Paiements Électroniques : Goodbye Monopole, Bonjour Nouveau Paradigme Monétaire
Key Takeaway





| Points Clés |
|---|
| Libéralisation du marché des paiements électroniques |
| Fin du quasi-monopole du CMI |
| Nouveaux acteurs autorisés dès mai 2025 |
| Objectif d’atteindre 700 milliards de dirhams d’ici 2030 |
Une nouvelle ère pour les paiements électroniques au Maroc
Après plus de deux décennies de domination du CMI, le Maroc entre dans une période inédite concernant son paysage monétique.
Historique du marché des paiements électroniques
Le marché des paiements électroniques a longtemps gravité autour du CMI, qui baignait dans un quasi-monopole concernant les paiements par carte et les terminaux de paiement électronique (TPE). **Cette structure centralisée**, conçue pour promouvoir les paiements numériques, touche un tournant majeur aujourd’hui.
Libéralisation historique du secteur
En septembre 2024, le Conseil de la concurrence a mis fin à la domination du CMI, lançant ainsi une libéralisation significative du secteur. Le Maroc fait face à un double défi :
- Transformer cette ouverture en une concurrence bénéfique pour les acteurs économiques.
- Assurer la stabilité et la sécurité de l’écosystème monétique.

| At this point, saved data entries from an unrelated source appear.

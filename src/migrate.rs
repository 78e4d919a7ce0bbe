use anyhow::Result;
use sqlx::SqlitePool;

use crate::config::Config;
use crate::db;

/// Create the database file and schema. Safe to run repeatedly.
pub async fn run_migrations(config: &Config) -> Result<()> {
    let pool = db::connect(config).await?;
    apply(&pool).await?;
    pool.close().await;
    Ok(())
}

pub async fn apply(pool: &SqlitePool) -> Result<()> {
    sqlx::query(
        r#"
        CREATE TABLE IF NOT EXISTS users (
            id INTEGER PRIMARY KEY AUTOINCREMENT,
            email TEXT NOT NULL UNIQUE,
            password_hash TEXT NOT NULL,
            created_at INTEGER NOT NULL
        )
        "#,
    )
    .execute(pool)
    .await?;

    sqlx::query(
        r#"
        CREATE TABLE IF NOT EXISTS notes (
            id INTEGER PRIMARY KEY AUTOINCREMENT,
            title TEXT NOT NULL,
            content TEXT NOT NULL,
            user_id INTEGER,
            created_at INTEGER NOT NULL,
            updated_at INTEGER NOT NULL,
            FOREIGN KEY (user_id) REFERENCES users(id) ON DELETE CASCADE
        )
        "#,
    )
    .execute(pool)
    .await?;

    sqlx::query(
        r#"
        CREATE TABLE IF NOT EXISTS documents (
            id TEXT PRIMARY KEY,
            source TEXT NOT NULL,
            source_id TEXT NOT NULL,
            source_url TEXT,
            title TEXT,
            created_at INTEGER NOT NULL,
            updated_at INTEGER NOT NULL,
            content_type TEXT NOT NULL DEFAULT 'text/plain',
            body TEXT NOT NULL,
            metadata_json TEXT NOT NULL DEFAULT '{}',
            dedup_hash TEXT NOT NULL,
            UNIQUE(source, source_id)
        )
        "#,
    )
    .execute(pool)
    .await?;

    sqlx::query(
        r#"
        CREATE TABLE IF NOT EXISTS chunks (
            id TEXT PRIMARY KEY,
            document_id TEXT NOT NULL,
            chunk_index INTEGER NOT NULL,
            text TEXT NOT NULL,
            hash TEXT NOT NULL,
            UNIQUE(document_id, chunk_index),
            FOREIGN KEY (document_id) REFERENCES documents(id)
        )
        "#,
    )
    .execute(pool)
    .await?;

    sqlx::query(
        r#"
        CREATE TABLE IF NOT EXISTS embeddings (
            chunk_id TEXT PRIMARY KEY,
            model TEXT NOT NULL,
            dims INTEGER NOT NULL,
            created_at INTEGER NOT NULL,
            hash TEXT NOT NULL,
            FOREIGN KEY (chunk_id) REFERENCES chunks(id)
        )
        "#,
    )
    .execute(pool)
    .await?;

    sqlx::query(
        r#"
        CREATE TABLE IF NOT EXISTS chunk_vectors (
            chunk_id TEXT PRIMARY KEY,
            document_id TEXT NOT NULL,
            embedding BLOB NOT NULL,
            FOREIGN KEY (chunk_id) REFERENCES chunks(id)
        )
        "#,
    )
    .execute(pool)
    .await?;

    // FTS5 CREATE has no IF NOT EXISTS guard in older SQLite builds
    let fts_exists: bool = sqlx::query_scalar(
        "SELECT COUNT(*) > 0 FROM sqlite_master WHERE type='table' AND name='chunks_fts'",
    )
    .fetch_one(pool)
    .await?;

    if !fts_exists {
        sqlx::query(
            r#"
            CREATE VIRTUAL TABLE chunks_fts USING fts5(
                chunk_id UNINDEXED,
                document_id UNINDEXED,
                text
            )
            "#,
        )
        .execute(pool)
        .await?;
    }

    sqlx::query("CREATE INDEX IF NOT EXISTS idx_chunks_document_id ON chunks(document_id)")
        .execute(pool)
        .await?;
    sqlx::query("CREATE INDEX IF NOT EXISTS idx_chunk_vectors_document_id ON chunk_vectors(document_id)")
        .execute(pool)
        .await?;
    sqlx::query("CREATE INDEX IF NOT EXISTS idx_documents_source ON documents(source)")
        .execute(pool)
        .await?;
    sqlx::query("CREATE INDEX IF NOT EXISTS idx_notes_user_id ON notes(user_id, updated_at DESC)")
        .execute(pool)
        .await?;

    Ok(())
}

Nouvelles dispositions et implications
Le 31 octobre 2024, le Conseil a publié la décision n°152/D/2024, **permettant aux établissements de paiement (EDP)** de commencer à opérer en mai 2025. Cette décision entraîne également la cession des contrats d’adhésion des commerçants par le CMI à de nouveaux acteurs, avec pour objectif de stimuler la **concurrence et de réduire les coûts**.
Réaction du CMI et de l’écosystème
Le CMI a innové en lançant le « Casablanca payment agreement » pour développer un écosystème monétique « ouvert et inclusif ». Selon le CMI, **plus de 200 millions d’opérations** ont été traitées en 2024, avec une majeure partie en « sans contact ». L’objectif à long terme est ambitieux : atteindre **entre 500 et 700 milliards de dirhams** de paiements électroniques d’ici 2030.
Enjeux pour l’écosystème





Malgré un cadre législatif, la **réalité de la concurrence** doit encore être concrétisée. Plusieurs établissements de paiement ont lancé leurs offres, mais les résultats restent peu visibles.
Avantages et défis pour les commerçants
- Possibilité de frais d’acquisition inférieurs.
- Meilleure intégration numérique.
- Nouveaux services comme le paiement QR et les wallets.
Consommateurs et inclusion financière
Pour les consommateurs, l’objectif est d’encourager l’adoption des paiements électroniques, contribuant ainsi à une **meilleure inclusion financière**. L’État doit assurer une régulation efficace pour accompagner cette libéralisation.
Défis à surmonter
Le nouveau parcours vers des paiements électroniques plus inclusifs attire des défis notables, notamment :
- La viabilité économique et la réduction des coûts.
- L’interopérabilité de la plateforme technique.
- La sécurité des transactions.
Conclusion : Un avenir prometteur mais graduel
Le Maroc s’engage dans une transformation significative de son modèle économique lié aux paiements électroniques. Bien que l’ouverture du marché soit un signal positif, une **montée en maturité** des acteurs et une intégration systémique sont nécessaires.
FAQ
1. Qu’est-ce que le CMI ?
Le CMI est le Centre Monétique Interbancaire qui a dominé le marché des paiements électroniques au Maroc.
2. Quand les nouvelles réglementations entreront-elles en vigueur ?
Les nouvelles réglementations entreront en vigueur le 1er mai 2025.
3. Quels sont les objectifs de la libéralisation ?
Les objectifs incluent la réduction des coûts de transaction et l’amélioration de l’inclusion financière.
4. Quelles sont les attentes pour 2030 ?
Atteindre un volume de paiements électroniques de 500 à 700 milliards de dirhams.